2) The original album, tidied up with a new remaster. To my ear there’s not enough difference from the last release to really matter.
3) A 5.1 mix that’s pretty interesting. Put this disc in your home theater system and you’ll get close to the quadraphonic mix Pete envisioned thirty years ago.
4) An outstanding 13,000 word essay written by Townshend about the creation of his magnum opus. Lots of great photographs included, too.
5) A disc of Pete’s demos for the project. This is the golden ticket. I would’ve paid 150 bones for this alone (well, maybe $75).
I’m a junkie for Pete Townshend demos and have been since the release of the original Scoop collection. His home studio was so good that the majority of his released demos are very high quality sonically, often sounding like alternate studio takes rather than home sketches. Some of the pieces included here were released previously on the Scoop collections or bootlegs, but to hear them cleaned up and in sequence is an absolute joy.

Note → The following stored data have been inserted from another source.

//! Gateway error type.

use thiserror::Error;

use crate::backend::BackendFailure;
use crate::types::{CostTier, ModelId};

/// Terminal errors surfaced to callers of the router.
#[derive(Debug, Error)]
pub enum GatewayError {
    /// The conversation overflowed the context window of every model that
    /// was tried, fallback included.
    #[error("context overflow on {model}: {failure}")]
    ContextOverflow {
        model: ModelId,
        failure: BackendFailure,
    },

    /// A transient backend failure that was not retryable here. The
    /// model's circuit has already absorbed it.
    #[error("transient backend failure on {model}: {failure}")]
    TransientBackend {
        model: ModelId,
        failure: BackendFailure,
    },

    /// No model satisfied tier, provider, and circuit constraints. No
    /// backend call was made.
    #[error("no eligible model at tier {tier} or above across {providers} provider(s)")]
    NoEligibleModel { tier: CostTier, providers: usize },

    /// The content filter refused the request before routing.
    #[error("request blocked by content filter ({categories} flagged categories)")]
    BlockedContent { categories: u32 },
}

pub type GatewayResult<T> = Result<T, GatewayError>;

It’s interesting to hear both how much and how little the other members of The Who brought to the table simultaneously. For example, listen to Pete’s demo for “I’ve Had Enough.” It’s all there: the drums are clean and in time; the vocal on key; the bass line driving the song along. Slip the demo into the final album and the casual listener might not even notice. Townshend brought the band a finished track, as he often did, but add Roger’s from-the-gut vocals, Keith’s from-the-balls drums, and John’s “Who’s playing lead here?” noodling and “I’ve Had Enough” is exponentially better. It’s a rather strange paradox — “This is perfect. Oh, now this is more perfect.”
The real revelation here is what a keen editor Townshend is. “Quadrophonic Four Faces” serves the album’s story quite well, overtly stating the multiple personality dilemma with which Jimmy, the story’s protagonist is dealing, but the song is laughably bad in an off-off-off-broadway sort of way. Additionally, having the plot so well-defined leaves no room for us to wallow around inside of Pete’s songs, which is really the magic of The Who. Nobody knows what it’s like to be the sad man, except for me and my best friend I’ll never meet, Pete.
The demo CD closes as it should with Townshend’s demo of “Love Reign O’er Me.” No matter how many times or how many versions I hear, this track always raises the hair on my arms. Pure goosebump music. Back in the late Eighties Pete licensed his masterpiece for a television commercial. I can’t remember the product — Sprite, car wax, tampons — all I remember is locking in every time those thirty seconds aired, and it’s no different here. Pete’s thin voice oddly improves in some ways on Roger’s epic growl, adding vulnerability perhaps.
That’s really the magic of this collection — hearing these familiar songs in their author’s voice transforms them in interesting ways. The former Ace Face is more believable as the settled Bell Boy in Townshend’s voice, for example.
Does everyone need a copy of this latest rerelease? Absolutely not. Leave the savages to their Nickelback, but for that handful of true believers — and you know who you are — Quadrophenia: The Director’s Cut is mandatory listening.